Back in the bad old days through the late 80s and early 90s, the welfare situation in this country was out of control. In New York City the problem was cast in harsh relief, with the cash recipient welfare rolls swelling to more than 1.1 million people. In some parts of the city it had become a generational culture… a “way of life” if you will, which was passed on from parents to children. In one of the things that Bill Clinton got right, he famously declared that we were going to see “the end of welfare as we know it” and those policies were vigorously embraced by mayors Giuliani and Bloomberg to their credit. Welfare to Work programs were put in place with mandatory sanctions for failing to comply with system requirements. Amazingly, all of those people who simply couldn’t find jobs apparently did so in droves and the welfare rolls were slashed to roughly 20% of what they were at their peak.

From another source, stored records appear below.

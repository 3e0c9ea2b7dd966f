//! Cursor pagination for the Payline client.
//!
//! [`PaginationEngine`] is transport-agnostic: it drives any [`PageFetcher`]
//! (resource clients pass one backed by the request pipeline, tests pass a
//! closure) and offers four ways through a collection:
//!
//! - [`PaginationEngine::fetch_single_page`]: one bounded page
//! - [`PaginationEngine::fetch_all_pages`]: accumulate, bounded by page and item count
//! - [`PaginationEngine::paginator`]: a resumable [`Paginator`] with `next`/`reset`/`has_more`
//! - [`PaginationEngine::iterate_pages`] / [`PaginationEngine::iterate_items`]: lazy streams

#![forbid(unsafe_code)]
#![warn(missing_docs)]

mod engine;
mod fetcher;
mod paginator;

pub use engine::{DEFAULT_MAX_PAGES, FetchAllOptions, ItemStream, PageStream, PaginationEngine};
pub use fetcher::PageFetcher;
pub use paginator::{PageStep, Paginator};
//! Core data types for the Payline payments API client.
//!
//! This crate provides the data model shared by every other Payline crate:
//! - Cursor pagination types ([`Page`], [`CursorOptions`], [`PageRequest`])
//! - Resource models for customers, invoices, payment methods,
//!   e-wallet charges and payment sessions
//! - Local request validation ([`Validate`])

#![forbid(unsafe_code)]
#![warn(missing_docs)]

mod customer;
mod ewallet;
mod invoice;
mod page;
mod payment_method;
mod session;
mod validate;

pub use customer::{
    BusinessDetail, CreateCustomerRequest, CreateCustomerRequestBuilder, Customer, CustomerProfile,
    IndividualDetail, UpdateCustomerRequest, UpdateCustomerRequestBuilder,
};
pub use ewallet::{
    ChargeActions, ChargeSource, ChargeStatus, CreateEwalletChargeRequest,
    CreateEwalletChargeRequestBuilder, EwalletCharge,
};
pub use invoice::{
    CreateInvoiceRequest, CreateInvoiceRequestBuilder, Invoice, InvoiceItem, InvoiceStatus,
};
pub use page::{
    CursorOptions, DEFAULT_PAGE_LIMIT, Identifiable, ListEnvelope, MAX_PAGE_LIMIT, Page,
    PageRequest,
};
pub use payment_method::{
    CardParams, ChannelParams, CreatePaymentMethodRequest, CreatePaymentMethodRequestBuilder,
    PaymentMethod, PaymentMethodDetails, PaymentMethodStatus, QrCodeParams, Reusability,
    UpdatePaymentMethodRequest, UpdatePaymentMethodRequestBuilder, VirtualAccountParams,
};
pub use session::{
    CreateSessionRequest, CreateSessionRequestBuilder, Session, SessionMode, SessionStatus,
    SessionType,
};
pub use validate::{Validate, Violations};

/// Free-form key/value metadata attached to resources.
pub type Metadata = std::collections::BTreeMap<String, serde_json::Value>;
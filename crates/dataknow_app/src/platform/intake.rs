use std::fs;
use std::path::Path;

use anyhow::{bail, Context};
use dataknow_core::CandidateFile;

/// Turns command-line paths into intake candidates. File contents are never read.
pub fn candidates_from_paths<P: AsRef<Path>>(paths: &[P]) -> anyhow::Result<Vec<CandidateFile>> {
    paths
        .iter()
        .map(|path| candidate(path.as_ref()))
        .collect()
}

fn candidate(path: &Path) -> anyhow::Result<CandidateFile> {
    let meta =
        fs::metadata(path).with_context(|| format!("reading metadata of {}", path.display()))?;
    if !meta.is_file() {
        bail!("{} is not a regular file", path.display());
    }
    let name = path
        .file_name()
        .map(|name| name.to_string_lossy().into_owned())
        .with_context(|| format!("{} has no file name", path.display()))?;
    Ok(CandidateFile::new(name, meta.len()))
}
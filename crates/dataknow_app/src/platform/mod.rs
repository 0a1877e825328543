mod app;
mod autopilot;
mod cli;
mod config;
mod effects;
mod intake;
mod logging;
mod render;

pub use app::run_app;
pub use cli::Cli;
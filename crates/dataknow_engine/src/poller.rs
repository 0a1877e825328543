use std::time::Duration;

use dataknow_logging::{dk_debug, dk_warn};
use tokio::time::{interval_at, Instant, MissedTickBehavior};

use crate::{AnalysisService, EngineEvent, EventSink, JobHandle, RemoteStatus};

#[derive(Debug, Clone, Copy, PartialEq, Eq)]
pub struct PollSettings {
    pub interval: Duration,
    pub max_attempts: u32,
}

impl Default for PollSettings {
    fn default() -> Self {
        Self {
            interval: Duration::from_secs(2),
            max_attempts: 150,
        }
    }
}

#[derive(Debug, Clone, Copy, PartialEq, Eq)]
pub enum PollOutcome {
    Finished(RemoteStatus),
    Failed,
    Exhausted { attempts: u32 },
}

/// Queries the job status once per interval until it reaches a terminal status.
///
/// Each query is awaited before the next interval starts, so a slow answer delays the
/// schedule instead of overlapping it. Ends on a terminal status, on the first
/// transport error, or after `max_attempts` queries.
pub async fn poll_job(
    service: &dyn AnalysisService,
    job: &JobHandle,
    settings: PollSettings,
    sink: &dyn EventSink,
) -> PollOutcome {
    let mut ticker = interval_at(Instant::now() + settings.interval, settings.interval);
    ticker.set_missed_tick_behavior(MissedTickBehavior::Delay);

    let mut attempts = 0;
    while attempts < settings.max_attempts {
        ticker.tick().await;
        attempts += 1;
        match service.job_status(job).await {
            Ok(report) => {
                let status = report.status;
                dk_debug!("Job {} poll #{} -> {:?}", job, attempts, status);
                sink.emit(EngineEvent::JobStatus {
                    job: job.clone(),
                    report,
                });
                if status.is_terminal() {
                    return PollOutcome::Finished(status);
                }
            }
            Err(error) => {
                dk_warn!("Job {} poll #{} failed: {}", job, attempts, error);
                sink.emit(EngineEvent::PollingFailed {
                    job: job.clone(),
                    error,
                });
                return PollOutcome::Failed;
            }
        }
    }

    sink.emit(EngineEvent::PollingExhausted {
        job: job.clone(),
        attempts,
    });
    PollOutcome::Exhausted { attempts }
}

Then came Mayor Bill de Blasio. He had a lot of new ideas and liberals around the country were celebrating his progressive vision. One of the writers at The Nation cheered these moves in 2014, describing just the sort of changes Bill was pushing through.
HRA spokesperson David Neustadt explains via e-mail that the reform agenda prioritizes “increasing the number of clients in training and education programs” as well as “lowering the rate of return to cash assistance” for those placed in jobs, and getting them higher-paying positions.
HRA plans to overhaul its “sanction” system, which metes out penalties for “non-compliance” with welfare-to-work program rules, potentially leading to the termination of benefits. Clients will get more leeway to challenge what they see as unfair sanctions.
If you read that closely you’ll get a sense of some of the “progress” that de Blasio was planning. Rather than needing to be going to an actual job or enrolled in a program that led to apprenticeship for real work, the new rules would allow “full time students” (which almost any quasi-educational program could qualify for and were almost impossible to track) to qualify for full cash benefits. They were also going to essentially do away with penalties for things like missing appointments or taking the other steps required to qualify for or remain on welfare. How that was designed to result in “lowering the rate of return to cash assistance” was a mystery to many observers.
By March of this year, the results were already coming into focus, as reported by Time Warner Cable News 1 at the time.
The number of New Yorkers on welfare is reportedly on the rise, with about 13,000 more people being added to the rolls during the mayor’s first year in office.
The New York Post is reporting that the cash assistance program swelled by 4 percent in 2014.
According to an advanced look at the “Poverty and Progress in New York” report, the jump comes the same year the city added around 90,000 jobs.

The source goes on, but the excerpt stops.